RIDDLE: Mississippi has just declared a public health emergency around infant mortality. Too many babies are dying here. Henderson worries that if fewer people get vaccines for things like RSV or flu, these babies will be even more vulnerable. She says even if these specific vaccines aren't eliminated from the recommendations, any kind of doubt fosters skepticism.
HENDERSON: The distrust over vaccines, the distrust over COVID vaccine has definitely negatively impacted all vaccines.
RIDDLE: Henderson says this generation of parents doesn't have much firsthand experience with these diseases.

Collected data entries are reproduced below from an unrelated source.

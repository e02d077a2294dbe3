//! Task dependency graph.
//!
//! `TaskDAG` holds the scheduling structure of an operation queue: task
//! records as nodes and "must be terminal before" relations as edges. It is
//! kept acyclic at all times; `add_dependency` refuses an edge that would
//! close a cycle.

use crate::core::task::{Task, TaskId};
use crate::error::{Error, Result};
use petgraph::algo::{has_path_connecting, toposort};
use petgraph::graph::{DiGraph, NodeIndex};
use petgraph::Direction;
use std::collections::HashMap;

pub struct TaskDAG {
    graph: DiGraph<Task, ()>,
    task_index: HashMap<TaskId, NodeIndex>,
}

impl TaskDAG {
    pub fn new() -> Self {
        Self {
            graph: DiGraph::new(),
            task_index: HashMap::new(),
        }
    }

    /// Add a task. Adding a task whose id is already present is a no-op.
    pub fn add_task(&mut self, task: Task) -> NodeIndex {
        if let Some(&index) = self.task_index.get(&task.id) {
            return index;
        }

        let id = task.id;
        let index = self.graph.add_node(task);
        self.task_index.insert(id, index);
        index
    }

    /// Declare that `to` may not start before `from` is terminal.
    ///
    /// # Errors
    /// - either task is unknown
    /// - the edge would create a cycle (including a self-loop)
    pub fn add_dependency(&mut self, from: &TaskId, to: &TaskId) -> Result<()> {
        let from_index = self.index_of(from)?;
        let to_index = self.index_of(to)?;

        if has_path_connecting(&self.graph, to_index, from_index, None) {
            return Err(Error::Validation(format!(
                "Adding dependency from {} to {} would create a cycle",
                self.graph[from_index].name, self.graph[to_index].name
            )));
        }

        self.graph.update_edge(from_index, to_index, ());
        Ok(())
    }

    fn index_of(&self, id: &TaskId) -> Result<NodeIndex> {
        self.task_index
            .get(id)
            .copied()
            .ok_or_else(|| Error::Validation(format!("Task {} not found in DAG", id)))
    }

    pub fn get_task(&self, id: &TaskId) -> Option<&Task> {
        self.task_index
            .get(id)
            .and_then(|&index| self.graph.node_weight(index))
    }

    pub fn get_task_mut(&mut self, id: &TaskId) -> Option<&mut Task> {
        let index = *self.task_index.get(id)?;
        self.graph.node_weight_mut(index)
    }

    pub fn task_count(&self) -> usize {
        self.graph.node_count()
    }

    pub fn dependency_count(&self) -> usize {
        self.graph.edge_count()
    }

    pub fn is_empty(&self) -> bool {
        self.graph.node_count() == 0
    }

    pub fn contains_task(&self, id: &TaskId) -> bool {
        self.task_index.contains_key(id)
    }

    pub fn has_dependency(&self, from: &TaskId, to: &TaskId) -> bool {
        match (self.task_index.get(from), self.task_index.get(to)) {
            (Some(&from_idx), Some(&to_idx)) => self.graph.find_edge(from_idx, to_idx).is_some(),
            _ => false,
        }
    }

    /// Direct predecessors of a task, in schedule order.
    pub fn get_dependencies(&self, id: &TaskId) -> Vec<&Task> {
        self.neighbors(id, Direction::Incoming)
    }

    /// Direct successors of a task, in schedule order.
    pub fn get_dependents(&self, id: &TaskId) -> Vec<&Task> {
        self.neighbors(id, Direction::Outgoing)
    }

    fn neighbors(&self, id: &TaskId, direction: Direction) -> Vec<&Task> {
        let Some(&index) = self.task_index.get(id) else {
            return Vec::new();
        };
        let mut tasks: Vec<&Task> = self
            .graph
            .neighbors_directed(index, direction)
            .filter_map(|neighbor| self.graph.node_weight(neighbor))
            .collect();
        tasks.sort_by_key(|task| task.sequence);
        tasks
    }

    /// Every task, in schedule order.
    pub fn all_tasks(&self) -> Vec<&Task> {
        let mut tasks: Vec<&Task> = self.graph.node_weights().collect();
        tasks.sort_by_key(|task| task.sequence);
        tasks
    }

    // ========== Scheduling Operations ==========

    /// Pending tasks whose dependencies are all terminal, in schedule order.
    ///
    /// Success of a dependency is not required here; gating on outcomes is
    /// the job of preconditions.
    pub fn ready_tasks(&self) -> Vec<TaskId> {
        let mut ready: Vec<&Task> = self
            .graph
            .node_indices()
            .filter_map(|index| {
                let task = self.graph.node_weight(index)?;
                if !task.is_pending() {
                    return None;
                }
                let deps_terminal = self
                    .graph
                    .neighbors_directed(index, Direction::Incoming)
                    .all(|dep| self.graph[dep].is_terminal());
                deps_terminal.then_some(task)
            })
            .collect();
        ready.sort_by_key(|task| task.sequence);
        ready.into_iter().map(|task| task.id).collect()
    }

    pub fn all_terminal(&self) -> bool {
        self.graph.node_weights().all(Task::is_terminal)
    }

    pub fn pending_count(&self) -> usize {
        self.graph.node_weights().filter(|t| t.is_pending()).count()
    }

    /// Tasks ordered so every task comes after its dependencies.
    pub fn topological_order(&self) -> Result<Vec<&Task>> {
        let sorted = toposort(&self.graph, None).map_err(|cycle| {
            let task_name = self
                .graph
                .node_weight(cycle.node_id())
                .map(|t| t.name.as_str())
                .unwrap_or("unknown");
            Error::Validation(format!("Cycle detected at task: {}", task_name))
        })?;

        Ok(sorted
            .into_iter()
            .filter_map(|index| self.graph.node_weight(index))
            .collect())
    }
}

impl Default for TaskDAG {
    fn default() -> Self {
        Self::new()
    }
}

impl std::fmt::Debug for TaskDAG {
    fn fmt(&self, f: &mut std::fmt::Formatter<'_>) -> std::fmt::Result {
        f.debug_struct("TaskDAG")
            .field("tasks", &self.task_count())
            .field("dependencies", &self.dependency_count())
            .finish()
    }
}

HENDERSON: We have done such a great job of getting rid of polio and getting rid of measles, getting rid of meningitis that the fear of the disease is not there.
RIDDLE: She says now a new fear is driving people's choices.
HENDERSON: Unfortunately, the misinformation of the fear of the shot has been co-opted by this - the anti-vaccine group.
RIDDLE: Henderson has her own fear that vaccine rates will have to get worse before they get better.
Katia Riddle, NPR News, Jackson, Mississippi.